If Earnest arrives carrying joyful anticipation, Othello comes with a different kind of curiosity. My own experiences with Shakespeare’s tragedy could hardly have been more divided. One production remains among the most powerful evenings I have spent in a theatre with this play (NYTW’s 2016 production), while another, a 2009 off-Broadway production starring Philip Seymour Hoffman, became one of the longest three hours I can remember enduring. Few plays seem capable of producing such opposite reactions, which is precisely why I continue returning to it. When it works, its exploration of jealousy, manipulation, trust, and vulnerability can become almost unbearable in its emotional force.
The Stratford Festival‘s new production, directed by Haysam Kadri, brings together André Sills as Othello, Evan Buliung as the manipulative Iago, and Krystin Pellerin as Desdemona. Shakespeare’s tragedy follows the slow poisoning of a marriage through insinuation and deceit, as Iago carefully exploits insecurity until certainty gives way to suspicion and catastrophe. Kadri has spoken about how “a word here, a pause there, a subtle idea planted” can transform truth into uncertainty, a perspective that highlights the frightening psychological precision of the play and, unfortunately, the modern world at large.

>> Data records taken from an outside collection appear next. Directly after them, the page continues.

//! # ananke-dd: shared-store decision diagrams in Rust
//!
//! **`ananke-dd`** is a manager-centric library for three flavors of
//! reduced, ordered decision diagrams over one node store:
//!
//! - **BDDs** with complement edges, for Boolean functions;
//! - **ADDs**, whose terminals carry `f64` values;
//! - **ZDDs**, for families of sparse sets.
//!
//! One [`Dd`][crate::manager::Dd] manager owns the node arena, a
//! hash-consing unique table per level of the variable ordering, and a
//! single direct-mapped operation cache. Because all three kernels allocate
//! through the same tables, structurally equal functions share one node no
//! matter which kernel built them, and an ADD threshold result is a BDD
//! you can feed straight back into the Boolean connectives.
//!
//! ## Key properties
//!
//! - **Canonical**: for a fixed ordering, equal functions compare equal as
//!   handles (`==`), which makes equivalence and tautology checks O(1).
//! - **Cheap negation**: BDD handles carry a complement bit, so `-f` costs
//!   nothing and allocates nothing.
//! - **Explicit roots**: clients pin what they keep with
//!   [`acquire`][crate::manager::Dd::acquire] /
//!   [`release`][crate::manager::Dd::release]; the mark-and-sweep collector
//!   reclaims everything else on [`gc`][crate::manager::Dd::gc].
//!
//! ## Basic usage
//!
//! ```rust
//! use ananke_dd::manager::Dd;
//!
//! // A manager for variables 1..=4.
//! let dd = Dd::new(4);
//!
//! // Boolean: f = x1 AND (NOT x2).
//! let x1 = dd.ith_var(1);
//! let x2 = dd.ith_var(2);
//! let f = dd.apply_and(x1, -x2);
//! assert!(!dd.is_zero(f));
//! assert_eq!(dd.count_minterms(f, 4), 4.0);
//!
//! // Arithmetic: h = x1 + 2 * x2, thresholded back into a BDD.
//! let h = {
//!     let a = dd.add_ith_var(1);
//!     let b = dd.add_scalar_multiply(dd.add_ith_var(2), 2.0);
//!     dd.add_plus(a, b)
//! };
//! assert_eq!(dd.add_eval(h, &[1, 2]), 3.0);
//! assert_eq!(dd.add_threshold(h, 2.0), x2);
//!
//! // Sets: the family {{1,2},{3}}.
//! let fam = dd.zdd_from_sets(&[vec![1, 2], vec![3]]);
//! assert_eq!(dd.zdd_count(fam), 2u32.into());
//! ```
//!
//! ## Core components
//!
//! - **[`manager`]**: the [`Dd`][crate::manager::Dd] manager: store,
//!   unique tables, cache, ordering, roots and the collector.
//! - **[`bdd`]**, **[`add`]**, **[`zdd`]**: the three kernels.
//! - **[`analysis`]**: node, path and minterm counting.
//! - **[`dot`]**: Graphviz export.

pub mod add;
pub mod analysis;
pub mod bdd;
pub mod cache;
pub mod dot;
pub mod manager;
pub mod node;
pub mod paths;
pub mod reference;
pub mod subtable;
pub mod types;
pub mod utils;
pub mod zdd;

The production also features Jordin Hall as Cassio, Jessica B. Hill as Emilia, and Rylan Wilkie as Roderigo, with design by Brian Dudkiewicz, costumes by Gillian Gallow, lighting by Siobhán Sleath, and music and sound by Thomas Ryder Payne. Together, the creative team promises a staging that emphasizes both the intimacy and the devastating consequences of Shakespeare’s tragedy.
Part of the joy of returning to Stratford each summer is the opportunity to revisit stories that already carry memories while remaining completely open to surprise. One play invites laughter through wit and invention; the other descends into suspicion and heartbreak, yet both ask audiences to examine the fragile distance between appearance and reality. That is exactly the kind of theatrical journey that makes my return to the Stratford Festival for its second round of openings worth its weight in theatrical gold.